Skąd RPO wie o sprawie?
Wniosek posła
Argumenty RPO
Prawo o ochronie środowiska określa m.in. zasady odpowiedzialności tego, kto oddziałuje na środowisko. Obok mechanizmów cywilnoprawnych i karnych, główne znaczenie ma odpowiedzialność administracyjna. W ocenie Rzecznika w tej sprawie zachodzą podstawy do tego trybu.
W lutym tego roku Naczelny Sąd Administracyjny uznał w jednej ze spraw dotyczących negatywnego oddziaływania składowiska odpadów na zdrowie ludzi, że pod tym pojęciem należy rozumieć nie tylko zdrowie fizyczne, ale także psychiczne. Ten precedensowy wyrok umożliwił wniosek do starosty.
O tym, że wystąpił negatywny skutek zdrowotny u małżonków, świadczą - załączone we wniosku RPO - uzasadnienie wyroku sądu w ich procesie przeciw właścicielowi obiektu oraz opinia sądowo-psychiatryczna.

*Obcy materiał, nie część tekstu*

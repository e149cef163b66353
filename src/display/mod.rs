//! Display formatting for terminal output
//!
//! Plain-text tables for the CLI.

pub mod personnel;
pub mod status;
pub mod team;

pub use personnel::format_personnel_list;
pub use status::{format_collection_counts, format_migration_status};
pub use team::format_team_list;
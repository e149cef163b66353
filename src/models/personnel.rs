//! Personnel (coaching staff) model

use chrono::{DateTime, Utc};
use serde::{Deserialize, Serialize};
use std::fmt;

use super::ids::PersonnelId;
use super::{validate_name, Entity, Named, Validate};
use crate::storage::StorageKey;

#[derive(Debug, Clone, Copy, PartialEq, Eq, Serialize, Deserialize, Default)]
#[serde(rename_all = "camelCase")]
pub enum PersonnelRole {
    HeadCoach,
    AssistantCoach,
    GoalkeeperCoach,
    FitnessCoach,
    Physio,
    TeamManager,
    #[default]
    Other,
}

impl PersonnelRole {
    /// Parse a role from user input
    pub fn parse(s: &str) -> Option<Self> {
        match s.to_lowercase().replace(['-', ' '], "_").as_str() {
            "head_coach" | "headcoach" | "head" => Some(Self::HeadCoach),
            "assistant_coach" | "assistantcoach" | "assistant" => Some(Self::AssistantCoach),
            "goalkeeper_coach" | "goalkeepercoach" | "goalkeeper" | "gk" => {
                Some(Self::GoalkeeperCoach)
            }
            "fitness_coach" | "fitnesscoach" | "fitness" => Some(Self::FitnessCoach),
            "physio" => Some(Self::Physio),
            "team_manager" | "teammanager" | "manager" => Some(Self::TeamManager),
            "other" => Some(Self::Other),
            _ => None,
        }
    }
}

impl fmt::Display for PersonnelRole {
    fn fmt(&self, f: &mut fmt::Formatter<'_>) -> fmt::Result {
        let label = match self {
            Self::HeadCoach => "Head coach",
            Self::AssistantCoach => "Assistant coach",
            Self::GoalkeeperCoach => "Goalkeeper coach",
            Self::FitnessCoach => "Fitness coach",
            Self::Physio => "Physio",
            Self::TeamManager => "Team manager",
            Self::Other => "Other",
        };
        f.write_str(label)
    }
}

#[derive(Debug, Clone, PartialEq, Serialize, Deserialize)]
#[serde(rename_all = "camelCase")]
pub struct Personnel {
    pub id: PersonnelId,

    pub name: String,

    #[serde(default)]
    pub role: PersonnelRole,

    #[serde(default, skip_serializing_if = "Option::is_none")]
    pub phone: Option<String>,

    #[serde(default, skip_serializing_if = "Option::is_none")]
    pub email: Option<String>,

    #[serde(default = "Utc::now")]
    pub created_at: DateTime<Utc>,

    #[serde(default = "Utc::now")]
    pub updated_at: DateTime<Utc>,
}

#[derive(Debug, Clone, Default, Serialize, Deserialize)]
#[serde(rename_all = "camelCase")]
pub struct PersonnelPatch {
    pub name: Option<String>,
    pub role: Option<PersonnelRole>,
    pub phone: Option<String>,
    pub email: Option<String>,
}

impl Personnel {
    pub fn new(name: impl Into<String>, role: PersonnelRole) -> Self {
        let now = Utc::now();
        Self {
            id: PersonnelId::new(),
            name: name.into().trim().to_string(),
            role,
            phone: None,
            email: None,
            created_at: now,
            updated_at: now,
        }
    }

    pub fn apply(&mut self, patch: PersonnelPatch) {
        if let Some(name) = patch.name {
            self.name = name.trim().to_string();
        }
        if let Some(role) = patch.role {
            self.role = role;
        }
        if patch.phone.is_some() {
            self.phone = patch.phone;
        }
        if patch.email.is_some() {
            self.email = patch.email;
        }
        self.updated_at = Utc::now();
    }
}

impl Validate for Personnel {
    fn validate(&self) -> Result<(), String> {
        validate_name(&self.name)?;
        if let Some(email) = &self.email {
            if !email.contains('@') {
                return Err(format!("invalid email '{}'", email));
            }
        }
        Ok(())
    }
}

impl Entity for Personnel {
    const KIND: &'static str = "Personnel";
    const KEY: StorageKey = StorageKey::Personnel;

    fn id(&self) -> &str {
        self.id.as_str()
    }
}

impl Named for Personnel {
    fn name(&self) -> &str {
        &self.name
    }
}

#[cfg(test)]
mod tests {
    use super::*;

    #[test]
    fn test_email_validation() {
        let mut coach = Personnel::new("Jordan", PersonnelRole::HeadCoach);
        assert!(coach.validate().is_ok());

        coach.email = Some("not-an-email".into());
        assert!(coach.validate().is_err());

        coach.email = Some("jordan@example.com".into());
        assert!(coach.validate().is_ok());
    }

    #[test]
    fn test_role_wire_format() {
        let json = serde_json::to_string(&PersonnelRole::GoalkeeperCoach).unwrap();
        assert_eq!(json, r#""goalkeeperCoach""#);
    }

    #[test]
    fn test_role_parse() {
        assert_eq!(PersonnelRole::parse("Head coach"), Some(PersonnelRole::HeadCoach));
        assert_eq!(PersonnelRole::parse("gk"), Some(PersonnelRole::GoalkeeperCoach));
        assert_eq!(PersonnelRole::parse("team-manager"), Some(PersonnelRole::TeamManager));
        assert_eq!(PersonnelRole::parse("referee"), None);
    }
}
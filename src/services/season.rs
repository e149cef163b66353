//! Season service

use super::named::{create_named, find_by_name, modify_named};
use super::store::EntityStore;
use crate::error::TouchlineResult;
use crate::models::season::CompetitionPatch;
use crate::models::Season;

/// Service for season management
pub struct SeasonService<'a> {
    store: &'a EntityStore,
}

impl<'a> SeasonService<'a> {
    pub fn new(store: &'a EntityStore) -> Self {
        Self { store }
    }

    /// All seasons, most recent start date first
    pub async fn list(&self) -> TouchlineResult<Vec<Season>> {
        let mut seasons = self.store.list::<Season>().await?;
        seasons.sort_by(|a, b| {
            b.start_date
                .cmp(&a.start_date)
                .then_with(|| a.name.cmp(&b.name))
        });
        Ok(seasons)
    }

    pub async fn get_by_id(&self, id: &str) -> TouchlineResult<Option<Season>> {
        self.store.get::<Season>(id).await
    }

    pub async fn get_by_name(&self, name: &str) -> TouchlineResult<Option<Season>> {
        let seasons = self.store.load_collection::<Season>().await?;
        Ok(find_by_name(&seasons, name).cloned())
    }

    pub async fn create(&self, name: &str) -> TouchlineResult<Season> {
        create_named(self.store, Season::new(name)).await
    }

    /// Create a season with its details filled in
    pub async fn create_with(&self, name: &str, details: CompetitionPatch) -> TouchlineResult<Season> {
        let mut season = Season::new(name);
        season.apply(CompetitionPatch { name: None, ..details });
        create_named(self.store, season).await
    }

    pub async fn update(&self, id: &str, patch: CompetitionPatch) -> TouchlineResult<Season> {
        modify_named(self.store, id, move |season: &mut Season| season.apply(patch)).await
    }

    /// Hide from active lists without deleting
    pub async fn archive(&self, id: &str) -> TouchlineResult<Season> {
        self.set_archived(id, true).await
    }

    pub async fn set_archived(&self, id: &str, archived: bool) -> TouchlineResult<Season> {
        self.update(
            id,
            CompetitionPatch {
                archived: Some(archived),
                ..CompetitionPatch::default()
            },
        )
        .await
    }

    /// Delete a season. Games filed under it keep the stale `season_id`.
    pub async fn remove(&self, id: &str) -> TouchlineResult<Season> {
        self.store.remove::<Season>(id).await
    }
}
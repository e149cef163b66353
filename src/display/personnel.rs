//! Personnel display formatting

use crate::models::Personnel;

/// Format staff members as a table
pub fn format_personnel_list(personnel: &[Personnel]) -> String {
    if personnel.is_empty() {
        return "No personnel found.\n".to_string();
    }

    let name_width = personnel
        .iter()
        .map(|p| p.name.chars().count())
        .max()
        .unwrap_or(4)
        .max(4);
    let role_width = personnel
        .iter()
        .map(|p| p.role.to_string().len())
        .max()
        .unwrap_or(4)
        .max(4);

    let mut output = String::new();
    output.push_str(&format!(
        "{:<name_width$}  {:<role_width$}  {}\n",
        "Name",
        "Role",
        "ID",
        name_width = name_width,
        role_width = role_width,
    ));
    output.push_str(&format!(
        "{:-<name_width$}  {:-<role_width$}  {:-<10}\n",
        "",
        "",
        "",
        name_width = name_width,
        role_width = role_width,
    ));

    for member in personnel {
        output.push_str(&format!(
            "{:<name_width$}  {:<role_width$}  {}\n",
            member.name,
            member.role.to_string(),
            member.id,
            name_width = name_width,
            role_width = role_width,
        ));
    }

    output
}

#[cfg(test)]
mod tests {
    use super::*;
    use crate::models::PersonnelRole;

    #[test]
    fn test_format_personnel_list() {
        let staff = vec![
            Personnel::new("Jordan", PersonnelRole::HeadCoach),
            Personnel::new("Alex", PersonnelRole::Physio),
        ];

        let output = format_personnel_list(&staff);
        let lines: Vec<&str> = output.lines().collect();
        assert_eq!(lines.len(), 4);
        assert!(lines[2].starts_with("Jordan"));
        assert!(lines[2].contains("Head coach"));
        assert!(lines[3].contains(staff[1].id.as_str()));
    }
}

Rzecznik wskazuje, że podczas postępowania w związku z zezwoleniem na budowę obiektu mogło dojść do naruszenia praw małżonków. Stwierdzono bowiem wtedy, że obszar oddziaływania inwestycji zamknie się w granicach działki, na której znajduje się kompleks. Oznaczało to, że małżonkom nie przysługiwało prawo bycia stroną postępowania. W świetle faktycznego oddziaływania inwestycji, powyższe stwierdzenie budzi oczywiste wątpliwości - podkreślił Adam Bodnar.